=== Provided data ===
#[test]
fn test_private_methods_are_private_to_their_class() {
    let (_, diagnostics) = bind_members(vec![
        class(
            "Vault",
            vec![
                function("Open", vec![], None, vec![]).into(),
                public_function(
                    "Check",
                    vec![param("other", ty("Vault"))],
                    None,
                    vec![expr_stmt(type_call(name("other"), "Open", vec![]))],
                )
                .into(),
            ],
        )
        .into(),
        global(var("v", make("Vault", vec![]))),
        global(expr_stmt(type_call(name("v"), "Open", vec![]))),
    ]);
    assert_only(&diagnostics, ErrorKind::FunctionAccessViolation);
}

#[test]
fn test_class_cannot_call_its_own_constructor() {
    let (_, diagnostics) = bind_members(vec![class(
        "Loop",
        vec![
            function("Constructor", vec![], None, vec![]).into(),
            public_function("Again", vec![], None, vec![expr_stmt(call("Constructor", vec![]))]).into(),
            public_function("Ref", vec![], None, vec![var("f", name("Constructor"))]).into(),
        ],
    )
    .into()]);
    assert_eq!(diagnostics.count_of(ErrorKind::IllegalConstructorCall), 2, "got {:?}", diagnostics.kinds());
    assert_eq!(diagnostics.len(), 2);
}

#[test]
fn test_method_reference_is_class_bound() {
    let (program, diagnostics) = bind_members(vec![class(
        "Button",
        vec![
            function("OnClick", vec![], None, vec![]).into(),
            function("Wire", vec![], None, vec![var("handler", name("OnClick"))]).into(),
        ],
    )
    .into()]);
    assert_clean(&diagnostics);
    let wire = program.classes[0]
        .methods
        .iter()
        .find(|m| m.symbol.name == "Wire")
        .expect("Wire method");
    let BoundStatement::VariableDeclaration {
        initializer: Some(handler),
        ..
    } = &wire.body.statements[0]
    else {
        panic!("Expected a declaration");
    };
    assert!(matches!(handler.kind, BoundExpressionKind::FunctionInClass { .. }));
}

#[test]
fn test_unknown_class_and_field() {
    let (_, diagnostics) = bind_members(vec![global(var("x", make("Ghost", vec![])))]);
    assert_only(&diagnostics, ErrorKind::UnknownClass);

    let (_, diagnostics) = bind_members(vec![
        class("C", vec![]).into(),
        global(var("c", make("C", vec![]))),
        global(var("y", field(name("c"), "missing"))),
    ]);
    assert_only(&diagnostics, ErrorKind::UnknownField);
}

#[test]
fn test_type_name_collision() {
    let (_, diagnostics) = bind_members(vec![
        structure("Thing", vec![]).into(),
        class("Thing", vec![]).into(),
    ]);
    assert_only(&diagnostics, ErrorKind::DuplicateFunction);
}
//! Operator tokens as they appear in unary and binary expressions.

use serde::{Deserialize, Serialize};
use std::fmt;

#[derive(Debug, Clone, Copy, PartialEq, Eq, Hash, Serialize, Deserialize)]
pub enum UnaryOperatorKind {
    Plus,
    Minus,
    Bang,
    Tilde,
}

impl UnaryOperatorKind {
    pub fn as_str(self) -> &'static str {
        match self {
            UnaryOperatorKind::Plus => "+",
            UnaryOperatorKind::Minus => "-",
            UnaryOperatorKind::Bang => "!",
            UnaryOperatorKind::Tilde => "~",
        }
    }
}

impl fmt::Display for UnaryOperatorKind {
    fn fmt(&self, f: &mut fmt::Formatter<'_>) -> fmt::Result {
        f.write_str(self.as_str())
    }
}

#[derive(Debug, Clone, Copy, PartialEq, Eq, Hash, Serialize, Deserialize)]
pub enum BinaryOperatorKind {
    Plus,
    Minus,
    Star,
    Slash,
    Percent,
    Ampersand,
    Pipe,
    Hat,
    AmpersandAmpersand,
    PipePipe,
    LessLess,
    GreaterGreater,
    EqualsEquals,
    BangEquals,
    Less,
    LessEquals,
    Greater,
    GreaterEquals,
}

impl BinaryOperatorKind {
    pub fn as_str(self) -> &'static str {
        match self {
            BinaryOperatorKind::Plus => "+",
            BinaryOperatorKind::Minus => "-",
            BinaryOperatorKind::Star => "*",
            BinaryOperatorKind::Slash => "/",
            BinaryOperatorKind::Percent => "%",
            BinaryOperatorKind::Ampersand => "&",
            BinaryOperatorKind::Pipe => "|",
            BinaryOperatorKind::Hat => "^",
            BinaryOperatorKind::AmpersandAmpersand => "&&",
            BinaryOperatorKind::PipePipe => "||",
            BinaryOperatorKind::LessLess => "<<",
            BinaryOperatorKind::GreaterGreater => ">>",
            BinaryOperatorKind::EqualsEquals => "==",
            BinaryOperatorKind::BangEquals => "!=",
            BinaryOperatorKind::Less => "<",
            BinaryOperatorKind::LessEquals => "<=",
            BinaryOperatorKind::Greater => ">",
            BinaryOperatorKind::GreaterEquals => ">=",
        }
    }
}

impl fmt::Display for BinaryOperatorKind {
    fn fmt(&self, f: &mut fmt::Formatter<'_>) -> fmt::Result {
        f.write_str(self.as_str())
    }
}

=== The problem ===
Return each line above where the word "GreaterEquals" shows up.

=== Exercise solution ===
    GreaterEquals,
            BinaryOperatorKind::GreaterEquals => ">=",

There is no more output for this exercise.